Les Tourterelles ſe fuyoient :
Plus d’amour, partant plus de joye.
Le Lion tint conſeil, & dit ; Mes chers amis,
Je crois que le Ciel a permis
Pour nos pechez cette infortune ;
Que le plus coupable de nous
Se ſacrifie aux traits du celeſte courroux,
Peut-eſtre il obtiendra la gueriſon commune.

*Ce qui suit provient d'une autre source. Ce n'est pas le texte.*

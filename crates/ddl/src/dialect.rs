//! Defines the `Dialect` trait for database-specific SQL syntax.

use model::core::utils::bracket_ident;

pub trait Dialect: Send + Sync {
    /// Wraps an identifier (like a table or column name) in the correct
    /// quotation marks for the dialect.
    ///
    /// - T-SQL uses square brackets: `[my_column]`
    fn quote_identifier(&self, ident: &str) -> String;

    /// Returns the name of the dialect (e.g., "T-SQL").
    fn name(&self) -> String;
}

#[derive(Debug, Clone)]
pub struct MsSql;

impl Dialect for MsSql {
    fn quote_identifier(&self, ident: &str) -> String {
        bracket_ident(ident)
    }

    fn name(&self) -> String {
        "T-SQL".into()
    }
}
use crate::{
    error::ConnectorError,
    source::{AttributeSource, is_hidden},
};
use std::{
    collections::{BTreeMap, HashMap},
    io,
    path::{Path, PathBuf},
};

/// One entry of an in-memory snapshot.
#[derive(Debug, Clone, Default)]
pub struct MemoryEntry {
    attributes: HashMap<String, Vec<u8>>,
    content: String,
}

impl MemoryEntry {
    pub fn new() -> Self {
        Self::default()
    }

    pub fn attr(mut self, key: impl Into<String>, value: impl AsRef<[u8]>) -> Self {
        self.attributes.insert(key.into(), value.as_ref().to_vec());
        self
    }

    pub fn content(mut self, content: impl Into<String>) -> Self {
        self.content = content.into();
        self
    }
}

/// A snapshot of a table directory held in memory, keyed by path.
#[derive(Debug, Clone, Default)]
pub struct MemorySource {
    entries: BTreeMap<PathBuf, MemoryEntry>,
}

impl MemorySource {
    pub fn new() -> Self {
        Self::default()
    }

    pub fn insert(&mut self, path: impl Into<PathBuf>, entry: MemoryEntry) {
        self.entries.insert(path.into(), entry);
    }

    pub fn with_entry(mut self, path: impl Into<PathBuf>, entry: MemoryEntry) -> Self {
        self.insert(path, entry);
        self
    }

    fn get(&self, path: &Path) -> Result<&MemoryEntry, ConnectorError> {
        self.entries.get(path).ok_or_else(|| ConnectorError::Io {
            path: path.to_path_buf(),
            source: io::Error::from(io::ErrorKind::NotFound),
        })
    }
}

impl AttributeSource for MemorySource {
    fn attribute(&self, path: &Path, key: &str) -> Result<Vec<u8>, ConnectorError> {
        self.get(path)?
            .attributes
            .get(key)
            .cloned()
            .ok_or_else(|| ConnectorError::MissingAttribute {
                path: path.to_path_buf(),
                key: key.to_string(),
            })
    }

    fn entries(&self, dir: &Path) -> Result<Vec<PathBuf>, ConnectorError> {
        self.get(dir)?;

        Ok(self
            .entries
            .keys()
            .filter(|path| path.parent() == Some(dir) && !is_hidden(path))
            .cloned()
            .collect())
    }

    fn read_text(&self, path: &Path) -> Result<String, ConnectorError> {
        Ok(self.get(path)?.content.clone())
    }
}
use crate::error::ConnectorError;
use std::path::PathBuf;
use thiserror::Error;

/// Errors raised while classifying a table directory.
#[derive(Debug, Error)]
pub enum MetadataError {
    /// Reading from the underlying source failed.
    #[error(transparent)]
    Source(#[from] ConnectorError),

    /// The directory is not tagged as a table.
    #[error("{path} is not a table (type '{found}')")]
    NotATable { path: PathBuf, found: String },

    /// No schema or table name can be derived from the path.
    #[error("Cannot derive schema and table name from {0}")]
    InvalidTablePath(PathBuf),

    /// A column's `column_id` is not an integer.
    #[error("Invalid column_id '{value}' on {path}")]
    InvalidColumnId { path: PathBuf, value: String },

    /// Two columns claim the same ordinal.
    #[error("Columns '{first}' and '{second}' share column_id {ordinal}")]
    DuplicateColumnId {
        ordinal: i64,
        first: String,
        second: String,
    },
}
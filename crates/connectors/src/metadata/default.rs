use lazy_static::lazy_static;
use regex::Regex;

lazy_static! {
    static ref DEFAULT_FOR: Regex = Regex::new(r"(?i)DEFAULT\s+(.+)\s+FOR\s+\[(\S+)\]\s*$")
        .expect("default clause pattern is valid");
}

/// Target and expression of a `DEFAULT <expr> FOR [<column>]` clause.
#[derive(Debug, Clone, PartialEq, Eq)]
pub struct DefaultClause {
    pub column: String,
    pub expression: String,
}

/// Extracts the trailing `DEFAULT <expr> FOR [<column>]` clause from a default
/// constraint's definition. Matching is case-insensitive and trailing
/// whitespace is ignored.
pub fn parse_default_clause(text: &str) -> Option<DefaultClause> {
    let caps = DEFAULT_FOR.captures(text)?;
    Some(DefaultClause {
        column: caps.get(2)?.as_str().to_string(),
        expression: caps.get(1)?.as_str().to_string(),
    })
}
use thiserror::Error;

/// Errors crossing the catalog boundary.
///
/// Only transport-level problems are errors; shape problems in a payload are
/// absorbed by the translator.
#[derive(Debug, Error)]
pub enum ApiError {
    #[error("HTTP error: {0}")]
    Http(#[from] reqwest::Error),

    #[error("API error (status {status}) for {url}")]
    Status { status: u16, url: String },

    #[error("decode error for {url}: {message}")]
    Decode { url: String, message: String },

    #[error("invalid base URL: {0}")]
    BaseUrl(String),

    #[error("request superseded by a newer navigation")]
    Superseded,
}

impl ApiError {
    /// Whether the request was abandoned because a newer navigation started
    pub fn is_superseded(&self) -> bool {
        matches!(self, ApiError::Superseded)
    }
}

pub type ApiResult<T> = Result<T, ApiError>;
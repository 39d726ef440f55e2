//! otakudesu catalog library.
//!
//! Fetches catalog data from the wajik-anime-api wrapper and translates it
//! into the stable internal models defined in `shared::models`.

pub mod api;
pub mod catalog;
pub mod navigation;
pub mod translator;

#[cfg(test)]
mod test_support;

pub use api::{ApiError, ApiResult, WajikClient};
pub use catalog::AnimeCatalog;
pub use navigation::{NavigationToken, Navigator};
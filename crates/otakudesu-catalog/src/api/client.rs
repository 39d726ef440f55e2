//! wajik-anime-api client.
//!
//! One GET per call with a fixed transport timeout. No retries and no rate
//! limiting: each navigation maps to exactly one request.

use super::error::{ApiError, ApiResult};
use super::types::*;
use reqwest::header::{HeaderMap, HeaderValue, CONTENT_TYPE};
use reqwest::{Client, Url};
use serde::de::DeserializeOwned;
use std::time::Duration;
use tracing::{debug, warn};

/// Transport timeout applied to every request
pub const REQUEST_TIMEOUT: Duration = Duration::from_secs(30);

/// Client for the otakudesu endpoints of wajik-anime-api
#[derive(Debug, Clone)]
pub struct WajikClient {
    /// HTTP client
    client: Client,
    /// Base URL of the deployment
    base_url: Url,
}

impl WajikClient {
    /// Create a new client for the given base URL
    pub fn new(base_url: &str) -> ApiResult<Self> {
        let base_url = parse_base_url(base_url)?;

        let mut headers = HeaderMap::new();
        headers.insert(CONTENT_TYPE, HeaderValue::from_static("application/json"));

        let client = Client::builder()
            .timeout(REQUEST_TIMEOUT)
            .default_headers(headers)
            .user_agent(concat!("otakudesu-catalog/", env!("CARGO_PKG_VERSION")))
            .build()?;

        Ok(Self { client, base_url })
    }

    /// Build an endpoint URL from path segments, percent-encoding each one
    pub fn endpoint_url(&self, segments: &[&str]) -> ApiResult<Url> {
        let mut url = self.base_url.clone();
        url.path_segments_mut()
            .map_err(|_| ApiError::BaseUrl(self.base_url.to_string()))?
            .pop_if_empty()
            .extend(segments);
        Ok(url)
    }

    /// Make a GET request and decode the JSON body
    async fn get<T: DeserializeOwned>(
        &self,
        segments: &[&str],
        query: &[(&str, String)],
    ) -> ApiResult<T> {
        let url = self.endpoint_url(segments)?;

        debug!(url = %url, "Making API request");

        let response = self.client.get(url.clone()).query(query).send().await?;
        let status = response.status();

        if !status.is_success() {
            warn!(url = %url, status = %status, "Request failed");
            return Err(ApiError::Status {
                status: status.as_u16(),
                url: url.to_string(),
            });
        }

        let body = response.bytes().await?;
        serde_json::from_slice(&body).map_err(|e| {
            warn!(url = %url, error = %e, "Failed to parse response");
            ApiError::Decode {
                url: url.to_string(),
                message: e.to_string(),
            }
        })
    }

    /// `GET /otakudesu/home`
    pub async fn home(&self) -> ApiResult<HomeResponseRaw> {
        self.get(&["otakudesu", "home"], &[]).await
    }

    /// `GET /otakudesu/ongoing?page={page}`
    pub async fn ongoing(&self, page: u32) -> ApiResult<OngoingResponseRaw> {
        self.get(&["otakudesu", "ongoing"], &[("page", page.to_string())])
            .await
    }

    /// `GET /otakudesu/completed?page={page}`
    pub async fn completed(&self, page: u32) -> ApiResult<CompletedResponseRaw> {
        self.get(&["otakudesu", "completed"], &[("page", page.to_string())])
            .await
    }

    /// `GET /otakudesu/search?q={query}`
    pub async fn search(&self, query: &str) -> ApiResult<SearchResponseRaw> {
        self.get(&["otakudesu", "search"], &[("q", query.to_string())])
            .await
    }

    /// `GET /otakudesu/anime/{slug}`
    pub async fn anime(&self, slug: &str) -> ApiResult<AnimeDetailResponseRaw> {
        self.get(&["otakudesu", "anime", slug], &[]).await
    }

    /// `GET /otakudesu/episode/{slug}`
    pub async fn episode(&self, slug: &str) -> ApiResult<EpisodeDetailResponseRaw> {
        self.get(&["otakudesu", "episode", slug], &[]).await
    }

    /// `GET /otakudesu/server/{serverId}`
    pub async fn server(&self, server_id: &str) -> ApiResult<ServerResponseRaw> {
        self.get(&["otakudesu", "server", server_id], &[]).await
    }
}

fn parse_base_url(base_url: &str) -> ApiResult<Url> {
    let trimmed = base_url.trim();
    if trimmed.is_empty() {
        return Err(ApiError::BaseUrl(
            "base URL is empty (set api.base_url or WAJIK_API_URL)".to_string(),
        ));
    }

    let url = Url::parse(trimmed).map_err(|e| ApiError::BaseUrl(format!("{}: {}", trimmed, e)))?;
    if !matches!(url.scheme(), "http" | "https") || url.cannot_be_a_base() {
        return Err(ApiError::BaseUrl(trimmed.to_string()));
    }

    Ok(url)
}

L’hiſtoire nous apprend qu’en de tels accidens
On fait de pareils dévoûmens :
Ne nous flatons donc point, voyons ſans indulgence
L’état de noſtre conſcience.
Pour moy, ſatisfaiſant mes appetits gloutons
J’ay devoré force moutons ;
Que m’avoient-ils fait ? nulle offenſe :
Meſme il m’eſt arrivé quelquefois de manger
Le Berger.
Je me dévoûray donc, s’il le faut ; mais je penſe
Qu’il eſt bon que chacun ſ’accuſe ainſi que moy :
Car on doit ſouhaiter ſelon toute juſtice
Que le plus coupable periſſe.
Sire, dit le Renard, vous eſtes trop bon Roy ;
Vos ſcrupules font voir trop de delicateſſe ;
Et bien, manger moutons, canaille, ſotte eſpece,
Eſt-ce un peché ? Non non : Vous leur fiſtes Seigneur
En les croquant beaucoup d’honneur.
Et quant au Berger l’on peut dire
Qu’il eſtoit digne de tous maux,
Eſtant de ces gens-là qui ſur les animaux
Se font un chimerique empire.
Ainſi dit le Renard, & flateurs d’applaudir.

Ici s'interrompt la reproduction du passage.